It’s been hard to get my head around the fact that 124, or the amount I weigh, isn’t the important thing. Over the last few months I’ve been trying to see how what I do (eat, sleep, exercise) impacts my body composition, and weight).

When I started out, way back in June 2008, I was 147lbs… And after 6 months of exercising and being careful with what I ate, I got down to 135lbs. My ‘ideal’ weight for my height. Then I started running longer and training for marathons and the weight fell off. After a while I went down to 124lbs and without really trying (except for my ways of living: training and eating to fuel my body), I maintained it for a few years.

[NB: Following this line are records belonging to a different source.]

use std::fs;
use std::path::PathBuf;

use tracing::{debug, info};

use super::{SourceAdapter, SourceBatch, SourceRow};
use crate::common::error::{EtlError, Result};
use crate::utils::sha256_hex;

/// CSV-backed source adapter. Normalizes the human-friendly export headers
/// into the canonical operational columns and tags the batch with the
/// file's SHA-256.
pub struct CsvFileSource {
    path: PathBuf,
}

impl CsvFileSource {
    pub fn new<P: Into<PathBuf>>(path: P) -> Self {
        Self { path: path.into() }
    }
}

/// Maps a source header onto its canonical column name. Unknown headers are
/// snake_cased so they survive into the payload under a predictable key.
fn canonical_column(header: &str) -> String {
    match header.trim() {
        "Customer ID" => "customer_id".to_string(),
        "TransactionID" | "Transaction ID" => "transaction_id".to_string(),
        "Transaction Date" => "transaction_date".to_string(),
        "Transaction Amount" => "transaction_amount".to_string(),
        "Transaction Type" => "transaction_type".to_string(),
        "Account Type" => "account_type".to_string(),
        "Email" => "customer_email".to_string(),
        "Contact Number" => "customer_phone".to_string(),
        "Age" => "customer_age".to_string(),
        "Branch ID" => "branch_id".to_string(),
        "City" => "branch_location".to_string(),
        "Loan Status" => "account_status".to_string(),
        "First Name" => "first_name".to_string(),
        "Last Name" => "last_name".to_string(),
        "Loan Type" => "loan_type".to_string(),
        "Card Type" => "card_type".to_string(),
        other => other.to_lowercase().split_whitespace().collect::<Vec<_>>().join("_"),
    }
}

fn non_empty(row: &SourceRow, column: &str) -> Option<String> {
    row.get(column)
        .map(|v| v.trim())
        .filter(|v| !v.is_empty())
        .map(str::to_string)
}

/// Derives columns the warehouse expects but the export spreads across
/// other headers: full name from its halves, product type from whichever
/// of account/loan/card type is populated.
fn derive_columns(row: &mut SourceRow) {
    if non_empty(row, "customer_name").is_none() {
        let first = non_empty(row, "first_name").unwrap_or_default();
        let last = non_empty(row, "last_name").unwrap_or_default();
        let full = format!("{} {}", first, last).trim().to_string();
        if !full.is_empty() {
            row.insert("customer_name".to_string(), full);
        }
    }

    if non_empty(row, "product_type").is_none() {
        for source in ["account_type", "loan_type", "card_type"] {
            if let Some(value) = non_empty(row, source) {
                row.insert("product_type".to_string(), value);
                break;
            }
        }
    }
}

impl SourceAdapter for CsvFileSource {
    fn source_name(&self) -> &str {
        self.path
            .file_name()
            .and_then(|n| n.to_str())
            .unwrap_or("unknown_source")
    }

    fn fetch(&self) -> Result<SourceBatch> {
        if !self.path.exists() {
            return Err(EtlError::Config(format!(
                "Input file not found: {}",
                self.path.display()
            )));
        }

        let bytes = fs::read(&self.path)?;
        let file_hash = sha256_hex(&bytes);
        info!(
            file = %self.path.display(),
            size_bytes = bytes.len(),
            hash = %file_hash,
            "reading source file"
        );

        let mut reader = csv::ReaderBuilder::new()
            .trim(csv::Trim::All)
            .flexible(true)
            .from_reader(bytes.as_slice());

        let headers: Vec<String> = reader
            .headers()?
            .iter()
            .map(canonical_column)
            .collect();

        let mut rows = Vec::new();
        for record in reader.records() {
            let record = record?;
            let mut row = SourceRow::new();
            for (header, value) in headers.iter().zip(record.iter()) {
                row.insert(header.clone(), value.to_string());
            }

            // Skip rows that are entirely blank.
            if row.values().all(|v| v.trim().is_empty()) {
                debug!("skipping blank source row");
                continue;
            }

            derive_columns(&mut row);
            rows.push(row);
        }

        Ok(SourceBatch {
            file_name: self.source_name().to_string(),
            file_hash,
            rows,
        })
    }
}

#[cfg(test)]
mod tests {
    use super::*;
    use std::io::Write;

    fn write_csv(content: &str) -> (tempfile::TempDir, PathBuf) {
        let dir = tempfile::tempdir().unwrap();
        let path = dir.path().join("transactions.csv");
        let mut file = fs::File::create(&path).unwrap();
        file.write_all(content.as_bytes()).unwrap();
        (dir, path)
    }

    #[test]
    fn headers_are_normalized_to_canonical_columns() {
        let (_dir, path) = write_csv(
            "Customer ID,TransactionID,Transaction Date,Transaction Amount,Branch ID,City\n\
             C001,T001,2024-03-01,125.50,BR1,Seattle\n",
        );
        let batch = CsvFileSource::new(&path).fetch().unwrap();
        assert_eq!(batch.rows.len(), 1);
        let row = &batch.rows[0];
        assert_eq!(row.get("customer_id").unwrap(), "C001");
        assert_eq!(row.get("transaction_amount").unwrap(), "125.50");
        assert_eq!(row.get("branch_location").unwrap(), "Seattle");
    }

    #[test]
    fn customer_name_is_joined_and_product_type_coalesced() {
        let (_dir, path) = write_csv(
            "Customer ID,TransactionID,First Name,Last Name,Loan Type\n\
             C001,T001,Ada,Lovelace,Mortgage\n",
        );
        let batch = CsvFileSource::new(&path).fetch().unwrap();
        let row = &batch.rows[0];
        assert_eq!(row.get("customer_name").unwrap(), "Ada Lovelace");
        assert_eq!(row.get("product_type").unwrap(), "Mortgage");
    }

    #[test]
    fn blank_rows_are_skipped_and_hash_is_stable() {
        let content = "Customer ID,TransactionID\nC001,T001\n,\n";
        let (_dir, path) = write_csv(content);
        let source = CsvFileSource::new(&path);
        let first = source.fetch().unwrap();
        let second = source.fetch().unwrap();
        assert_eq!(first.rows.len(), 1);
        assert_eq!(first.file_hash, second.file_hash);
    }

    #[test]
    fn known_headers_map_into_canonical_columns() {
        for header in [
            "Customer ID",
            "TransactionID",
            "Transaction Date",
            "Transaction Amount",
            "Email",
            "Contact Number",
            "Age",
            "Branch ID",
            "City",
            "Loan Status",
        ] {
            let column = canonical_column(header);
            assert!(
                crate::source::CANONICAL_COLUMNS.contains(&column.as_str()),
                "{header} mapped to non-canonical column {column}"
            );
        }
        // Unknown headers are snake_cased instead of dropped.
        assert_eq!(canonical_column("Account Balance"), "account_balance");
    }

    #[test]
    fn missing_file_is_a_configuration_error() {
        let err = CsvFileSource::new("/nonexistent/input.csv").fetch().unwrap_err();
        assert!(matches!(err, EtlError::Config(_)));
    }
}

The actual numbers aren’t important what I’m looking at now is the fluctuation of my weight and body fat (more important) based on what I do – eat, sleep, train.

Since June this year for some reason, after training for and doing the Skye Half Marathon, my weight went up to around 128lbs and although I made an effort to eat better and be active, it didn’t tend to go anywhere near my usual 124lbs.

I started weighing myself daily on my wifi scales, just to see the results of what I was doing. (A bit excessive I hear you say, but it was simply to give me an outcome of what I was doing, and to make some nice graphs too). Here are the results:

As you can see from the weight graph above, what I did in June into July (namely changing what I ate slightly, and changing my exercise), helped me to have an overall downward trend for a few weeks.

Then in July one thing after another happened in July and life took over a bit. Now in August I’ve been struck down with some sort of viral thing and have needed to step back from training to allow myself time to recover.

Weight isn’t the be all and end all though. If you look at the more important graph, my body fat that the scales has measured shows a different graph. A longer dip into July (when I was training more consistently) and a slight increase into August (when I’ve not been training as regularly).

I feel fine in myself. I feel like there’s been progress. Maybe not that much, but apart from this cough or whatever it is, I still feel strong and like I want to focus on my training again once I get better.

Now here’s why body fat measurement is more important than weight. We want to burn fat, get rid of fat, not necessarily weight.

So if we look at my measurements 2 months apart, you’ll see that I’ve lost a measly 0.5lbs. But 26.5% of 128.5lbs is 34lbs.

25% of 128lbs is 32lbs.

So although I’ve only lost 0.5lbs of weight or more or less stayed the same weight, I’ve lost 2lbs of body fat. 🙂

This is why weight doesn’t matter and why I’ll be focussing on getting the fat mass chart to change and hopefully take a downward trend.

Burn the fat, feed the muscle, through 1: mind 2: food, 3: cardio, 4: strength. That’s what I’ve been doing, and that’s what I hope to doing the next 5 weeks before my holiday. Eat good food to fuel my training, and hopefully reduce my body fat %. Getting better is first on my list though.

I’ll continue to measure my progress daily, and focus more in the next 5 weeks to see if I can make a concerted effort to see some change.